Kenapa PT WUL melakukan penanaman kelapa sawit di kawasan tersebut? Dika menjelaskan yang menjadi dasar PT WUL menanam kelapa sawit sudah karena sesuai dengan HGU yang sebelumnya merupakan kawasan APL (areal penggunaan lain) dan areal yang sudah diganti rugi kepada masyarakat.
“Jadi, itu bukan berada di area kawasan hutan. Melainkan di area lahan HGU atau secara izin lokasi sudah sesuai secara peraturan perundang-undangan,” ungkap Dika.
Dika menyampaikan juga mengikuti historis perihal Food Estate, dimana informasi tersebut di dapat dari beberapa sumber, salah satunya adalah dari LSM Pantau Gambut.
“Bisa kami klarifikasi bahwa areal yang dimaksud di Desa Tajepan Kecamatan Kapuas Murung sebagaimana disebutkan dalam pemberitaan sebelumnya, bahwa PT WUL merubah kawasan hutan Food Estate menjadi Hak Guna Usaha (HGU),” papar Dika.
“Kami tegaskan bahwa PT WUL telah memiliki HGU sejak tahun 2018 di Desa Tajepan, dimana sepengetahuan kami rencana tahap 1 Food Estate adalah pada tahun 2020, sehingga apabila dilihat dari tahun tersebut, HGU kami telah terlebih dahulu terbit baru terdapat rencana Food Estate,” tambah Dika.
HGU Kami, kata Dika, yang terbit sudah melalui prosedur sesuai dengan ketentuan Peraturan Menteri Agraria dan Tata Ruang/Kepala Badan Pertanahan Nasional Nomor 7 Tahun 2017 tentang Pengaturan dan Tata Cara Penetapan Hak Guna Usaha. Dimana telah dilakukan panitia B serta telaah dari berbagai instansi pemerintah daerah, di antaranya adalah Dinas Perkebunan, Dinas Kehutanan serta Badan Pertanahan Nasional setempat, sehingga tudingan bahwa HGU PT WUL masuk ke dalam kawasan hutan adalah tidak benar, terlebih lagi kawasan hutan untuk ketahanan pangan yang baru muncul tahun 2020.

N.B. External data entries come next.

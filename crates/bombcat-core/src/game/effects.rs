//! What each card does once it resolves.
//!
//! Effects only touch the stack, the hands and the flags on
//! [`TurnState`](crate::game::TurnState); advancing the turn is left to the
//! caller.

use crate::game::error::ActionError;
use crate::game::match_state::{DrawOutcome, Game};
use crate::game::ports::Presentation;
use crate::model::card::{Card, CardKind};
use crate::model::contestant::Seat;

#[derive(Debug, Clone, PartialEq, Eq)]
pub enum EffectOutcome {
    Applied,
    /// Cards the actor saw, top-first.
    Revealed(Vec<Card>),
    /// New top-first order. `fallback` is set when the human's reply was
    /// unusable and the original order was kept.
    Rearranged { order: Vec<Card>, fallback: bool },
    Drew(DrawOutcome),
    Failed(EffectFailure),
}

#[derive(Debug, Clone, Copy, PartialEq, Eq)]
pub enum EffectFailure {
    NothingToReveal,
    StackTooSmall,
    Draw(ActionError),
}

impl Card {
    pub(crate) fn apply<P: Presentation>(
        self,
        game: &mut Game<P>,
        actor: Seat,
        opponent: Seat,
    ) -> EffectOutcome {
        match self.kind() {
            // never reach here through play_card
            CardKind::Bomb | CardKind::Defuse => EffectOutcome::Applied,
            CardKind::Negate => negate(game, actor, opponent),
            CardKind::Attack => attack(game, actor, opponent),
            CardKind::Skip => skip(game, actor),
            CardKind::SuperSkip => super_skip(game, actor),
            CardKind::Shuffle => shuffle(game, actor),
            CardKind::Swap => swap(game),
            CardKind::DrawFromBottom => draw_from_bottom(game, actor),
            CardKind::SeeFuture(depth) => see_future(game, actor, depth),
            CardKind::AlterFuture(depth) => alter_future(game, actor, depth),
        }
    }
}

fn name_of<P>(game: &Game<P>, seat: Seat) -> String {
    game.contestants[seat.index()].name().to_string()
}

fn negate<P: Presentation>(game: &mut Game<P>, actor: Seat, opponent: Seat) -> EffectOutcome {
    game.turn.negate(opponent);
    let target = name_of(game, opponent);
    game.presentation.notify(
        &format!("{target}'s next card will have no effect"),
        actor.is_bot(),
    );
    EffectOutcome::Applied
}

fn attack<P: Presentation>(game: &mut Game<P>, actor: Seat, opponent: Seat) -> EffectOutcome {
    game.turn.add_turns(2);
    game.turn.transfer_to(opponent);
    game.turn.request_end_turn();
    let attacker = name_of(game, actor);
    let target = name_of(game, opponent);
    // the advance at the end of this sub-turn takes one off
    let owed = game.turn.remaining_turns() - 1;
    game.presentation
        .notify(&format!("{attacker} attacks, {target} now owes {owed} turn(s)"), false);
    EffectOutcome::Applied
}

fn skip<P: Presentation>(game: &mut Game<P>, actor: Seat) -> EffectOutcome {
    game.turn.request_end_turn();
    let name = name_of(game, actor);
    game.presentation
        .notify(&format!("{name} skips one turn without drawing"), false);
    EffectOutcome::Applied
}

fn super_skip<P: Presentation>(game: &mut Game<P>, actor: Seat) -> EffectOutcome {
    game.turn.request_end_all();
    let name = name_of(game, actor);
    game.presentation
        .notify(&format!("{name} skips every owed turn"), false);
    EffectOutcome::Applied
}

fn shuffle<P: Presentation>(game: &mut Game<P>, actor: Seat) -> EffectOutcome {
    game.stack.shuffle(&mut game.rng);
    let name = name_of(game, actor);
    game.presentation
        .notify(&format!("{name} shuffles the stack"), false);
    EffectOutcome::Applied
}

fn swap<P: Presentation>(game: &mut Game<P>) -> EffectOutcome {
    if !game.stack.swap_ends() {
        game.presentation
            .notify("Not enough cards in the stack to swap", false);
        return EffectOutcome::Failed(EffectFailure::StackTooSmall);
    }
    game.presentation
        .notify("The top and bottom cards trade places", false);
    EffectOutcome::Applied
}

fn draw_from_bottom<P: Presentation>(game: &mut Game<P>, actor: Seat) -> EffectOutcome {
    let name = name_of(game, actor);
    game.presentation
        .notify(&format!("{name} draws from the bottom"), false);
    match game.draw_for(actor, true) {
        Ok(outcome) => EffectOutcome::Drew(outcome),
        Err(err) => {
            game.presentation.notify(&format!("{name}: {err}"), false);
            EffectOutcome::Failed(EffectFailure::Draw(err))
        }
    }
}

fn see_future<P: Presentation>(game: &mut Game<P>, actor: Seat, depth: u8) -> EffectOutcome {
    let count = usize::from(depth).min(game.stack.len());
    if count == 0 {
        game.presentation
            .notify("The stack is empty, there is nothing to see", false);
        return EffectOutcome::Failed(EffectFailure::NothingToReveal);
    }

    let cards = game.stack.peek_top(count);
    let name = name_of(game, actor);
    game.presentation
        .notify(&format!("{name} looks at the top {count} card(s)"), false);
    if actor.is_bot() {
        game.stack.record_top(count);
    }
    game.presentation
        .notify(&format!("Top of the stack: {}", list(&cards)), actor.is_bot());
    EffectOutcome::Revealed(cards)
}

fn alter_future<P: Presentation>(game: &mut Game<P>, actor: Seat, depth: u8) -> EffectOutcome {
    let count = usize::from(depth).min(game.stack.len());
    if count == 0 {
        game.presentation
            .notify("The stack is empty, there is nothing to rearrange", false);
        return EffectOutcome::Failed(EffectFailure::NothingToReveal);
    }

    let mut cards = game.stack.take_top(count);
    let name = name_of(game, actor);
    game.presentation
        .notify(&format!("{name} rearranges the top {count} card(s)"), false);

    if actor.is_bot() {
        arrange_bomb(&mut cards, game.turn.remaining_turns());
        game.presentation
            .notify(&format!("Top of the stack: {}", list(&cards)), true);
        game.stack.put_top(cards.clone(), true);
        return EffectOutcome::Rearranged {
            order: cards,
            fallback: false,
        };
    }

    let (order, fallback) = match game.presentation.prompt_reorder(&cards) {
        None => (cards, false),
        Some(permutation) => match permuted(&cards, &permutation) {
            Some(order) => (order, false),
            None => {
                game.presentation
                    .notify("That order is not valid, the cards stay as they were", false);
                (cards, true)
            }
        },
    };
    game.presentation
        .notify(&format!("Top of the stack: {}", list(&order)), false);
    game.stack.put_top(order.clone(), false);
    EffectOutcome::Rearranged { order, fallback }
}

/// Puts a bomb where the opponent will hit it: second from the top when this
/// is the bot's last owed turn, otherwise on top. Returns whether a bomb was
/// moved.
fn arrange_bomb(cards: &mut [Card], remaining_turns: u32) -> bool {
    if cards.len() < 2 {
        return false;
    }
    let Some(bomb) = cards.iter().position(|c| c.is(CardKind::Bomb)) else {
        return false;
    };
    let target = if remaining_turns == 1 { 1 } else { 0 };
    cards.swap(bomb, target);
    true
}

/// Reorders `cards` by `permutation`, refusing anything that is not a
/// permutation of `0..cards.len()`.
fn permuted(cards: &[Card], permutation: &[usize]) -> Option<Vec<Card>> {
    if permutation.len() != cards.len() {
        return None;
    }
    let mut seen = vec![false; cards.len()];
    let mut order = Vec::with_capacity(cards.len());
    for &index in permutation {
        if *seen.get(index)? {
            return None;
        }
        seen[index] = true;
        order.push(cards[index]);
    }
    Some(order)
}

fn list(cards: &[Card]) -> String {
    cards
        .iter()
        .enumerate()
        .map(|(i, card)| format!("{}. {card}", i + 1))
        .collect::<Vec<_>>()
        .join(", ")
}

“Dan pada dasarnya PT WUL selalu berkoordinasi dengan aparat setempat terkait rencana pemerintah sehingga kami juga keberatan terhadap pemberitaan secara sepihak yang merugikan kami. Kami sangat mendukung keberlangsungan program-program yang ada apalagi untuk masyarakat untuk jangka panjang selagi program tersebut berdampak baik secara lingkungan atau sumber daya alam kenapa tidak,” pungkas Dika.(HR)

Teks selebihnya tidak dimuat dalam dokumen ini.